С Мартой такого не случалось. Ей не было нужды беспробудно забухивать пару вечеров подряд, лишь бы снять колоссальное напряжение, которое накапливалось, словно дерьмо в сточных трубах, чтобы однажды рвануть. Ей хватало бургера, двух кусков пиццы и сорока минут безудержного траха с одним из её любовников. Хардли отчасти завидовала этой её внутренней лёгкости и тому, что даже мало-мальские проблемы решались у неё, словно по волшебству.
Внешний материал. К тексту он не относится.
//! Thread-safe registry of live sessions.
//!
//! Maps [`SessionId`] to a shared [`SessionHandle`]. Backed by a sharded
//! `DashMap`, so lookups from many producer tasks only contend on one shard
//! and registration/removal (connect/disconnect) never take a global lock.
//!
//! Map guards are never held across an `.await` or while tearing a session
//! down: handles are cloned out, the guard dropped, and only then acted on.

use std::collections::BTreeMap;
use std::sync::Arc;
use std::time::Duration;

use dashmap::mapref::entry::Entry;
use dashmap::DashMap;
use serde::Serialize;
use tokio::sync::broadcast;

use crate::config::EmitterConfig;
use crate::error::{ConfigError, EmitError, EmitResult};
use crate::runtime::TaskSpawner;
use crate::transport::Transport;
use crate::utils::now_millis;

use super::client::{ClientInfo, Purpose, SessionId};
use super::events::{RemovalReason, SessionEvent};
use super::handle::SessionHandle;

/// Per-group session counts.
#[derive(Debug, Clone, Copy, Default, PartialEq, Eq, Serialize)]
pub struct GroupDistribution {
    #[serde(rename = "pub")]
    pub publishers: usize,
    #[serde(rename = "sub")]
    pub subscribers: usize,
}

/// Registry of sessions keyed by id.
pub struct SessionRegistry {
    sessions: DashMap<SessionId, Arc<SessionHandle>>,
    config: EmitterConfig,
    events: broadcast::Sender<SessionEvent>,
}

impl SessionRegistry {
    /// Creates an empty registry. `config` is used for sessions opened via
    /// [`open`](Self::open).
    ///
    /// # Errors
    ///
    /// Returns [`ConfigError`] if `config` fails [`EmitterConfig::validate`].
    pub fn new(config: EmitterConfig) -> Result<Self, ConfigError> {
        config.validate()?;
        let (events, _) = broadcast::channel(config.event_channel_capacity);
        Ok(Self {
            sessions: DashMap::new(),
            config,
            events,
        })
    }

    pub fn config(&self) -> &EmitterConfig {
        &self.config
    }

    /// Returns a receiver for session lifecycle events.
    pub fn subscribe(&self) -> broadcast::Receiver<SessionEvent> {
        self.events.subscribe()
    }

    /// Creates a session over `transport` and registers it.
    ///
    /// On [`EmitError::DuplicateSession`] the new session is closed, so
    /// `transport` is still released.
    pub fn open<T, S>(
        &self,
        id: SessionId,
        client: ClientInfo,
        transport: T,
        spawner: &S,
    ) -> EmitResult<Arc<SessionHandle>>
    where
        T: Transport,
        S: TaskSpawner + ?Sized,
    {
        let handle = Arc::new(SessionHandle::spawn(
            id,
            client,
            transport,
            &self.config,
            spawner,
        ));
        if let Err(e) = self.register(Arc::clone(&handle)) {
            handle.close();
            return Err(e);
        }
        Ok(handle)
    }

    /// Registers a handle under its id.
    ///
    /// Fails with [`EmitError::DuplicateSession`] if a live session already
    /// uses the id. A dead leftover entry is replaced.
    pub fn register(&self, handle: Arc<SessionHandle>) -> EmitResult<()> {
        let id = handle.id().clone();
        let client = handle.client().clone();

        let replaced = match self.sessions.entry(id.clone()) {
            Entry::Occupied(mut occupied) => {
                if occupied.get().is_live() {
                    log::warn!("[Registry] Duplicate session rejected: {}", id);
                    return Err(EmitError::DuplicateSession(id.to_string()));
                }
                Some(occupied.insert(handle))
            }
            Entry::Vacant(vacant) => {
                vacant.insert(handle);
                None
            }
        };

        if let Some(stale) = replaced {
            stale.close();
            self.publish_removed(&stale, RemovalReason::Replaced);
        }

        log::info!(
            "[Registry] Session registered: {} {} (total: {})",
            id,
            client,
            self.sessions.len()
        );
        self.publish(SessionEvent::Registered {
            session_id: id,
            client,
            timestamp: now_millis(),
        });
        Ok(())
    }

    /// Returns the live session registered under `id`.
    ///
    /// Sessions that already observed a fatal error are reported as absent
    /// even before their entry is removed.
    pub fn lookup(&self, id: &str) -> Option<Arc<SessionHandle>> {
        self.sessions
            .get(id)
            .map(|entry| Arc::clone(entry.value()))
            .filter(|handle| handle.is_live())
    }

    /// Removes and closes the session registered under `id`.
    ///
    /// Idempotent: returns true only for the call that actually removed the
    /// entry; later or concurrent calls are no-ops.
    pub fn remove(&self, id: &str, reason: RemovalReason) -> bool {
        match self.sessions.remove(id) {
            Some((_, handle)) => {
                self.teardown(&handle, reason);
                true
            }
            None => false,
        }
    }

    /// Removes `id` only if it still maps to `handle`.
    ///
    /// Used by failure paths holding a handle, so a newer registration under
    /// the same id is left alone.
    pub fn remove_if_same(
        &self,
        id: &str,
        handle: &Arc<SessionHandle>,
        reason: RemovalReason,
    ) -> bool {
        match self
            .sessions
            .remove_if(id, |_, current| Arc::ptr_eq(current, handle))
        {
            Some((_, removed)) => {
                self.teardown(&removed, reason);
                true
            }
            None => false,
        }
    }

    fn teardown(&self, handle: &Arc<SessionHandle>, reason: RemovalReason) {
        handle.close();
        log::info!(
            "[Registry] Session removed: {} ({:?}, age: {:?}, remaining: {})",
            handle.id(),
            reason,
            handle.age(),
            self.sessions.len()
        );
        self.publish_removed(handle, reason);
    }

    /// Records client activity on `id`. Returns false if the session is unknown.
    pub fn touch(&self, id: &str) -> bool {
        match self.sessions.get(id) {
            Some(entry) => {
                entry.value().touch();
                true
            }
            None => false,
        }
    }

    /// Removes sessions idle for longer than `max_idle`, plus entries whose
    /// stream already failed. Returns the removed ids.
    pub fn sweep_idle(&self, max_idle: Duration) -> Vec<SessionId> {
        let candidates: Vec<(Arc<SessionHandle>, RemovalReason)> = self
            .sessions
            .iter()
            .filter_map(|entry| {
                let handle = entry.value();
                if !handle.is_live() {
                    Some((Arc::clone(handle), RemovalReason::SendFailed))
                } else if handle.idle_for() > max_idle {
                    Some((Arc::clone(handle), RemovalReason::IdleTimeout))
                } else {
                    None
                }
            })
            .collect();

        candidates
            .into_iter()
            .filter(|(handle, reason)| self.remove_if_same(handle.id().as_str(), handle, *reason))
            .map(|(handle, _)| handle.id().clone())
            .collect()
    }

    /// Removes every session belonging to `subsystem`. Returns the removed ids.
    pub fn reject_by_subsystem(&self, subsystem: &str) -> Vec<SessionId> {
        let targets = self.collect(|handle| handle.client().subsystem == subsystem);
        let removed: Vec<SessionId> = targets
            .into_iter()
            .filter(|handle| {
                self.remove_if_same(handle.id().as_str(), handle, RemovalReason::Rejected)
            })
            .map(|handle| handle.id().clone())
            .collect();

        log::info!(
            "[Registry] Rejected {} session(s) of subsystem {}",
            removed.len(),
            subsystem
        );
        removed
    }

    /// Closes and removes every session. Returns how many were removed.
    pub fn close_all(&self) -> usize {
        let ids = self.ids();
        let count = ids
            .iter()
            .filter(|id| self.remove(id.as_str(), RemovalReason::Shutdown))
            .count();
        if count > 0 {
            log::info!("[Registry] Closed {} session(s)", count);
        } else {
            log::info!("[Registry] close_all called but no sessions to close");
        }
        count
    }

    /// Live sessions of a group.
    pub fn sessions_in_group(&self, group: &str) -> Vec<Arc<SessionHandle>> {
        self.collect(|handle| handle.is_live() && handle.client().group == group)
    }

    /// Publisher/subscriber counts per group.
    #[must_use]
    pub fn distribution(&self) -> BTreeMap<String, GroupDistribution> {
        let mut result: BTreeMap<String, GroupDistribution> = BTreeMap::new();
        for entry in self.sessions.iter() {
            let client = entry.value().client();
            let counts = result.entry(client.group.clone()).or_default();
            match client.purpose {
                Purpose::Pub => counts.publishers += 1,
                Purpose::Sub => counts.subscribers += 1,
            }
        }
        result
    }

    /// Returns the number of registered sessions.
    #[must_use]
    pub fn len(&self) -> usize {
        self.sessions.len()
    }

    #[must_use]
    pub fn is_empty(&self) -> bool {
        self.sessions.is_empty()
    }

    /// Returns all registered session ids.
    #[must_use]
    pub fn ids(&self) -> Vec<SessionId> {
        self.sessions.iter().map(|r| r.key().clone()).collect()
    }

    fn collect(&self, keep: impl Fn(&SessionHandle) -> bool) -> Vec<Arc<SessionHandle>> {
        self.sessions
            .iter()
            .filter(|entry| keep(entry.value()))
            .map(|entry| Arc::clone(entry.value()))
            .collect()
    }

    fn publish_removed(&self, handle: &SessionHandle, reason: RemovalReason) {
        self.publish(SessionEvent::Removed {
            session_id: handle.id().clone(),
            reason,
            sent: handle.sequence(),
            timestamp: now_millis(),
        });
    }

    fn publish(&self, event: SessionEvent) {
        if let Err(e) = self.events.send(event) {
            log::trace!("[Registry] No event subscribers: {}", e);
        }
    }
}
У Оливии иной раз ныла спина от того груза, который она взваливала на себя. «Карма, мать её за ногу», — как любила говорить детектив Галлахер, её напарница.
— Не надо, — крикнула Хардли из-за приоткрытой двери ванной. Только дразнить себя. Переживет на трезвую голову, завтра снова до чёрта работы.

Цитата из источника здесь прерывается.